There are two kinds of people in this world, those who have been cheated on and those who think it will never happen to them. 

Three years ago, I lived smugly in the latter of those groups. Until my loving husband of 10 years surprised me one afternoon by asking me for a divorce. “I love you; I am just not in love with you anymore,” he said. These words landed on my skin like a small grain of sand infiltrating an open wound. 

Not immediately painful, but the more I thought about it – the less it made sense and the more uncomfortable it became. After a decade together, why would we be actively in love? We had so much going on a blended family, a family business, a rural property, and his Fly-in Fly-out career.

Watch: The Science of Cheating. Story continues after video.


Video via Mamamia

That night I rolled my mattress out in the lounge, the same way I did on the nights he drank too much and snored too loudly. I woke up at 2am with a bolt of clarity. There was someone else. I walked into our room, woke him up and asked him to show me his phone.

He refused to, telling me I would not like what I would find and then after I questioned him, he admitted to there being another woman. I didn’t feel angry or raise my voice. I was enveloped by a knowing. All the invisible signs in the lead up suddenly made sense. I asked him to put her to the side and give me a week.

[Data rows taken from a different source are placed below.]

//! The GroundOverlay descriptor (`doc.kml`).

use quick_xml::escape::escape;
use quick_xml::events::Event;
use quick_xml::Reader;
use serde::{Deserialize, Serialize};

use survey_common::{BoundingBox, SurveyError, SurveyResult};

/// What `doc.kml` declares: titles, the image reference and the four edges.
#[derive(Debug, Clone, PartialEq, Serialize, Deserialize)]
pub struct OverlayDescriptor {
    pub title: String,
    pub overlay_name: String,
    /// Path of the image relative to the archive root.
    pub href: String,
    pub bounds: BoundingBox,
}

impl OverlayDescriptor {
    /// Render as KML.
    ///
    /// North/south are `max_y`/`min_y` and east/west are `max_x`/`min_x`,
    /// written with the shortest decimal that parses back to the same value.
    pub fn to_kml(&self) -> String {
        let b = &self.bounds;
        let mut xml = String::from("<?xml version=\"1.0\" encoding=\"UTF-8\"?>\n");
        xml.push_str("<kml xmlns=\"http://www.opengis.net/kml/2.2\">\n");
        xml.push_str("<Document>\n");
        xml.push_str(&format!("  <name>{}</name>\n", escape(self.title.as_str())));
        xml.push_str("  <GroundOverlay>\n");
        xml.push_str(&format!(
            "    <name>{}</name>\n",
            escape(self.overlay_name.as_str())
        ));
        xml.push_str(&format!(
            "    <Icon><href>{}</href></Icon>\n",
            escape(self.href.as_str())
        ));
        xml.push_str("    <LatLonBox>\n");
        xml.push_str(&format!("      <north>{}</north>\n", b.max_y));
        xml.push_str(&format!("      <south>{}</south>\n", b.min_y));
        xml.push_str(&format!("      <east>{}</east>\n", b.max_x));
        xml.push_str(&format!("      <west>{}</west>\n", b.min_x));
        xml.push_str("    </LatLonBox>\n");
        xml.push_str("  </GroundOverlay>\n");
        xml.push_str("</Document>\n");
        xml.push_str("</kml>\n");
        xml
    }

    /// Parse a GroundOverlay descriptor.
    ///
    /// The first GroundOverlay is used. A missing href or edge, or an edge
    /// that is not a number, is a `MalformedArchive` error.
    pub fn parse(kml: &str) -> SurveyResult<Self> {
        let mut reader = Reader::from_str(kml);
        reader.trim_text(true);

        let mut buf = Vec::new();
        let mut path: Vec<Vec<u8>> = Vec::new();
        let mut fields = Fields::default();

        loop {
            match reader.read_event_into(&mut buf) {
                Ok(Event::Start(e)) => path.push(e.local_name().as_ref().to_vec()),
                Ok(Event::End(_)) => {
                    if path.last().map(|n| n.as_slice()) == Some(b"GroundOverlay".as_slice()) {
                        fields.overlay_done = true;
                    }
                    path.pop();
                }
                Ok(Event::Text(t)) => {
                    let text = t.unescape().map_err(|e| {
                        malformed(format!(
                            "bad text at position {}: {}",
                            reader.buffer_position(),
                            e
                        ))
                    })?;
                    fields.assign(&path, text.trim());
                }
                Ok(Event::Eof) => break,
                Err(e) => {
                    return Err(malformed(format!(
                        "XML parsing error at position {}: {}",
                        reader.buffer_position(),
                        e
                    )))
                }
                _ => {}
            }
            buf.clear();
        }

        fields.finish()
    }
}

#[derive(Default)]
struct Fields {
    title: Option<String>,
    overlay_name: Option<String>,
    href: Option<String>,
    north: Option<String>,
    south: Option<String>,
    east: Option<String>,
    west: Option<String>,
    overlay_done: bool,
}

impl Fields {
    fn assign(&mut self, path: &[Vec<u8>], text: &str) {
        let tail: Vec<&[u8]> = path.iter().rev().take(2).map(|n| n.as_slice()).collect();
        let (leaf, parent) = match tail.as_slice() {
            [leaf, parent, ..] => (*leaf, *parent),
            _ => return,
        };

        let done = self.overlay_done;
        let slot = match (parent, leaf) {
            (b"Document", b"name") => &mut self.title,
            _ if done => return,
            (b"GroundOverlay", b"name") => &mut self.overlay_name,
            (b"Icon", b"href") => &mut self.href,
            (b"LatLonBox", b"north") => &mut self.north,
            (b"LatLonBox", b"south") => &mut self.south,
            (b"LatLonBox", b"east") => &mut self.east,
            (b"LatLonBox", b"west") => &mut self.west,
            _ => return,
        };
        if slot.is_none() {
            *slot = Some(text.to_string());
        }
    }

    fn finish(self) -> SurveyResult<OverlayDescriptor> {
        let edge = |value: Option<String>, name: &str| -> SurveyResult<f64> {
            let text = value.ok_or_else(|| malformed(format!("descriptor has no <{}>", name)))?;
            text.parse::<f64>()
                .map_err(|_| malformed(format!("<{}> is not a number: '{}'", name, text)))
        };

        let href = self
            .href
            .filter(|h| !h.is_empty())
            .ok_or_else(|| malformed("descriptor has no <href>"))?;
        let bounds = BoundingBox::new(
            edge(self.west, "west")?,
            edge(self.south, "south")?,
            edge(self.east, "east")?,
            edge(self.north, "north")?,
        );

        Ok(OverlayDescriptor {
            title: self.title.unwrap_or_default(),
            overlay_name: self.overlay_name.unwrap_or_default(),
            href,
            bounds,
        })
    }
}

fn malformed(message: impl Into<String>) -> SurveyError {
    SurveyError::MalformedArchive(message.into())
}
//! Run configuration and its validation.

use std::path::PathBuf;

use anyhow::{bail, Context, Result};
use serde::{Deserialize, Serialize};

use interpolation::{FallbackPolicy, InterpolationMethod};
use renderer::Colormap;

pub const MIN_RESOLUTION: usize = 30;
pub const MAX_RESOLUTION: usize = 1000;
pub const MAX_CONTOURS: usize = 40;

/// Everything one mapping run needs.
#[derive(Debug, Clone, Serialize, Deserialize)]
pub struct MapperConfig {
    pub input: PathBuf,
    pub output_dir: PathBuf,
    /// Lattice nodes per axis.
    pub resolution: usize,
    pub method: InterpolationMethod,
    pub fallback: FallbackPolicy,
    /// Palette name or comma-separated hex colours.
    pub colormap: String,
    pub center_on_zero: bool,
    /// Contour levels on the display map; 0 disables them.
    pub contours: usize,
    pub show_samples: bool,
    pub title: String,
    /// Image path inside the KMZ.
    pub image_path: String,
    /// Width of `map.png` in pixels.
    pub display_width: u32,
}

impl MapperConfig {
    /// Defaults for everything but the input and output locations.
    pub fn new(input: impl Into<PathBuf>, output_dir: impl Into<PathBuf>) -> Self {
        Self {
            input: input.into(),
            output_dir: output_dir.into(),
            resolution: 250,
            method: InterpolationMethod::Linear,
            fallback: FallbackPolicy::Strict,
            colormap: "viridis".to_string(),
            center_on_zero: false,
            contours: 12,
            show_samples: true,
            title: "Survey Overlay".to_string(),
            image_path: "heatmap.png".to_string(),
            display_width: 800,
        }
    }

    pub fn validate(&self) -> Result<()> {
        if !(MIN_RESOLUTION..=MAX_RESOLUTION).contains(&self.resolution) {
            bail!(
                "resolution must be between {} and {}, got {}",
                MIN_RESOLUTION,
                MAX_RESOLUTION,
                self.resolution
            );
        }
        if self.contours > MAX_CONTOURS {
            bail!(
                "contour level count must be at most {}, got {}",
                MAX_CONTOURS,
                self.contours
            );
        }
        if self.title.trim().is_empty() {
            bail!("title must not be empty");
        }
        if self.display_width == 0 {
            bail!("display width must be positive");
        }
        self.colormap()?;
        Ok(())
    }

    pub fn colormap(&self) -> Result<Colormap> {
        self.colormap
            .parse()
            .with_context(|| format!("Unknown colormap '{}'", self.colormap))
    }

    /// File name stem used for the KMZ and station KML.
    pub fn stem(&self) -> String {
        self.input
            .file_stem()
            .map(|s| s.to_string_lossy().into_owned())
            .filter(|s| !s.is_empty())
            .unwrap_or_else(|| "survey".to_string())
    }
}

Over seven days we had profound conversations, wild sex, romantic dates, and daily visits to a therapist. For the first time ever, we saw each other - it was both beautiful and brutal. I was living from breath to breath with a profound sense of hope. At the end of the week when he told me he was leaving me for her my heart broke like the windshield of a car in a high-speed traffic accident. Messy, painful, and impossible to repair.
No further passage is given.